DESCRIPTION OF THE TASK: Filter the entries beneath this task, copying only the lines that hold the word "startup".

Saved entries:
===============

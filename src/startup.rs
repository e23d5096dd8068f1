use anyhow::{Context, Result};
use std::net::SocketAddr;
use std::sync::Arc;

use crate::adapters::{
    InMemoryRateProvider, InMemoryTransactionLedger, PostgresRateProvider,
    PostgresTransactionRepository,
};
use crate::config::Config;
use crate::middleware::CallbackSourcePolicy;
use crate::mpesa::DarajaClient;
use crate::ports::{RateProvider, TransactionLedger};
use crate::services::{OrchestratorSettings, StatusPoller, TransactionOrchestrator};
use crate::tron::{TransactionSigner, TronClient, TronClientConfig};
use crate::{create_app, db, AppState};

/// Persistence pair chosen at startup.
pub struct Stores {
    pub ledger: Arc<dyn TransactionLedger>,
    pub rates: Arc<dyn RateProvider>,
}

/// Connects to Postgres and applies pending migrations, or falls back to
/// process-local storage when no database is configured.
pub async fn open_stores(config: &Config) -> Result<Stores> {
    match &config.database_url {
        Some(url) => {
            let pool = db::create_pool(url)
                .await
                .context("Failed to connect to database")?;
            db::run_migrations(&pool)
                .await
                .context("Failed to run migrations")?;
            Ok(Stores {
                ledger: Arc::new(PostgresTransactionRepository::new(pool.clone())),
                rates: Arc::new(PostgresRateProvider::new(pool)),
            })
        }
        None => {
            tracing::warn!("DATABASE_URL not set, using in-memory ledger; data is lost on restart");
            Ok(Stores {
                ledger: Arc::new(InMemoryTransactionLedger::new()),
                rates: Arc::new(InMemoryRateProvider::new()),
            })
        }
    }
}

pub fn build_tron_client(config: &Config) -> Result<TronClient> {
    let signer = TransactionSigner::from_hex(config.tron.private_key.expose())
        .context("TRON_PRIVATE_KEY is not a valid secp256k1 key")?;

    Ok(TronClient::new(
        TronClientConfig {
            base_url: config.tron.api_url.clone(),
            api_key: config.tron.api_key.as_ref().map(|key| key.expose().to_string()),
            sender: config.tron.sender_address,
            contract: config.tron.contract_address,
            fee_limit: config.tron.fee_limit,
            timeout: config.http_timeout,
        },
        signer,
    ))
}

pub fn build_orchestrator(config: &Config, stores: Stores) -> Result<TransactionOrchestrator> {
    let gateway = DarajaClient::new(config.mpesa.clone(), config.http_timeout)
        .context("Invalid M-Pesa configuration")?;
    let chain = build_tron_client(config)?;

    Ok(TransactionOrchestrator::new(
        stores.ledger,
        stores.rates,
        Arc::new(gateway),
        Arc::new(chain),
        OrchestratorSettings {
            callback_url: config.callback_url(),
            default_rate: config.default_exchange_rate.clone(),
            deposit_address: config.token_deposit_address.map(|a| a.to_string()),
        },
    ))
}

pub fn build_poller(config: &Config) -> StatusPoller {
    StatusPoller::new(config.poller.interval, config.poller.timeout)
}

pub async fn serve(config: Config) -> Result<()> {
    let stores = open_stores(&config).await?;
    let state = AppState {
        orchestrator: build_orchestrator(&config, stores)?,
        poller: build_poller(&config),
    };
    let callback_sources = CallbackSourcePolicy::new(
        config.callback_allowed_ips.clone(),
        config.trusted_proxy_depth,
    );

    tracing::info!(
        callback_url = %config.callback_url(),
        mpesa_environment = ?config.mpesa.environment,
        tron_sender = %config.tron.sender_address,
        "components initialized"
    );

    let app = create_app(state, callback_sources);
    let addr = SocketAddr::from(([0, 0, 0, 0], config.server_port));
    tracing::info!("listening on {}", addr);

    axum::Server::bind(&addr)
        .serve(app.into_make_service_with_connect_info::<SocketAddr>())
        .with_graceful_shutdown(shutdown_signal())
        .await
        .context("server error")?;

    Ok(())
}

async fn shutdown_signal() {
    if let Err(e) = tokio::signal::ctrl_c().await {
        tracing::error!(error = %e, "failed to listen for shutdown signal");
        std::future::pending::<()>().await;
    }
    tracing::info!("shutdown signal received");
}
pub mod abi;
pub mod address;
pub mod client;
pub mod signer;

pub use address::TronAddress;
pub use client::{ChainError, TronClient, TronClientConfig};
pub use signer::TransactionSigner;
//! Transaction domain entity.
//! Framework-agnostic representation of a mobile-money <-> token exchange.

use bigdecimal::BigDecimal;
use chrono::{DateTime, Utc};
use serde::{Deserialize, Serialize};
use std::fmt;
use std::str::FromStr;
use utoipa::ToSchema;
use uuid::Uuid;

/// Lifecycle status of a [`Transaction`].
///
/// `pending -> processing -> {completed, failed}`; `pending -> failed` when the
/// push request is refused; `pending -> cancelled` on abandonment.
#[derive(Debug, Clone, Copy, PartialEq, Eq, Hash, Serialize, Deserialize, ToSchema)]
#[serde(rename_all = "snake_case")]
pub enum TransactionStatus {
    Pending,
    Processing,
    Completed,
    Failed,
    Cancelled,
}

impl TransactionStatus {
    pub fn as_str(&self) -> &'static str {
        match self {
            TransactionStatus::Pending => "pending",
            TransactionStatus::Processing => "processing",
            TransactionStatus::Completed => "completed",
            TransactionStatus::Failed => "failed",
            TransactionStatus::Cancelled => "cancelled",
        }
    }

    pub fn is_terminal(&self) -> bool {
        matches!(
            self,
            TransactionStatus::Completed | TransactionStatus::Failed | TransactionStatus::Cancelled
        )
    }

    /// Forward-only transition table.
    pub fn can_transition_to(&self, next: TransactionStatus) -> bool {
        use TransactionStatus::*;
        matches!(
            (self, next),
            (Pending, Processing)
                | (Pending, Failed)
                | (Pending, Cancelled)
                | (Processing, Completed)
                | (Processing, Failed)
        )
    }
}

impl fmt::Display for TransactionStatus {
    fn fmt(&self, f: &mut fmt::Formatter<'_>) -> fmt::Result {
        f.write_str(self.as_str())
    }
}

impl FromStr for TransactionStatus {
    type Err = String;

    fn from_str(s: &str) -> Result<Self, Self::Err> {
        match s {
            "pending" => Ok(TransactionStatus::Pending),
            "processing" => Ok(TransactionStatus::Processing),
            "completed" => Ok(TransactionStatus::Completed),
            "failed" => Ok(TransactionStatus::Failed),
            "cancelled" => Ok(TransactionStatus::Cancelled),
            other => Err(format!("unknown transaction status '{}'", other)),
        }
    }
}

/// Direction of the exchange.
#[derive(Debug, Clone, Copy, PartialEq, Eq, Hash, Serialize, Deserialize, ToSchema)]
#[serde(rename_all = "snake_case")]
pub enum TransactionType {
    MobileToToken,
    TokenToMobile,
}

impl TransactionType {
    pub fn as_str(&self) -> &'static str {
        match self {
            TransactionType::MobileToToken => "mobile_to_token",
            TransactionType::TokenToMobile => "token_to_mobile",
        }
    }
}

impl Default for TransactionType {
    fn default() -> Self {
        TransactionType::MobileToToken
    }
}

impl fmt::Display for TransactionType {
    fn fmt(&self, f: &mut fmt::Formatter<'_>) -> fmt::Result {
        f.write_str(self.as_str())
    }
}

impl FromStr for TransactionType {
    type Err = String;

    fn from_str(s: &str) -> Result<Self, Self::Err> {
        match s {
            "mobile_to_token" => Ok(TransactionType::MobileToToken),
            "token_to_mobile" => Ok(TransactionType::TokenToMobile),
            other => Err(format!("unknown transaction type '{}'", other)),
        }
    }
}

/// Domain entity representing an exchange transaction.
#[derive(Debug, Clone, Serialize, Deserialize)]
pub struct Transaction {
    pub id: Uuid,
    pub kind: TransactionType,
    pub status: TransactionStatus,
    pub owner_id: Uuid,
    pub source_amount: BigDecimal,
    pub target_amount: BigDecimal,
    pub exchange_rate: BigDecimal,
    pub mobile_number: String,
    pub chain_wallet_address: String,
    pub gateway_checkout_id: Option<String>,
    pub gateway_receipt_id: Option<String>,
    pub chain_tx_hash: Option<String>,
    pub transfer_started_at: Option<DateTime<Utc>>,
    pub created_at: DateTime<Utc>,
    pub updated_at: DateTime<Utc>,
    pub completed_at: Option<DateTime<Utc>>,
}

impl Transaction {
    pub fn new(
        owner_id: Uuid,
        kind: TransactionType,
        source_amount: BigDecimal,
        target_amount: BigDecimal,
        exchange_rate: BigDecimal,
        mobile_number: String,
        chain_wallet_address: String,
    ) -> Self {
        let now = Utc::now();
        Self {
            id: Uuid::new_v4(),
            kind,
            status: TransactionStatus::Pending,
            owner_id,
            source_amount,
            target_amount,
            exchange_rate,
            mobile_number,
            chain_wallet_address,
            gateway_checkout_id: None,
            gateway_receipt_id: None,
            chain_tx_hash: None,
            transfer_started_at: None,
            created_at: now,
            updated_at: now,
            completed_at: None,
        }
    }
}

/// Optional columns written together with a status transition.
///
/// `None` leaves the stored value untouched. A checkout id is only ever
/// written when the stored one is empty.
#[derive(Debug, Clone, Default, PartialEq, Eq)]
pub struct TransitionFields {
    pub gateway_checkout_id: Option<String>,
    pub gateway_receipt_id: Option<String>,
    pub chain_tx_hash: Option<String>,
}

impl TransitionFields {
    pub fn none() -> Self {
        Self::default()
    }

    pub fn checkout(checkout_id: impl Into<String>) -> Self {
        Self {
            gateway_checkout_id: Some(checkout_id.into()),
            ..Self::default()
        }
    }

    pub fn chain_hash(tx_hash: impl Into<String>) -> Self {
        Self {
            chain_tx_hash: Some(tx_hash.into()),
            ..Self::default()
        }
    }
}

/// Entry of the append-only exchange-rate log. `rate` is mobile-currency units per token.
#[derive(Debug, Clone, Serialize, Deserialize)]
pub struct ExchangeRate {
    pub id: Uuid,
    pub rate: BigDecimal,
    pub recorded_at: DateTime<Utc>,
}

impl ExchangeRate {
    pub fn new(rate: BigDecimal) -> Self {
        Self {
            id: Uuid::new_v4(),
            rate,
            recorded_at: Utc::now(),
        }
    }
}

===============

REPLY:
filename src/startup.rs
/// Persistence pair chosen at startup.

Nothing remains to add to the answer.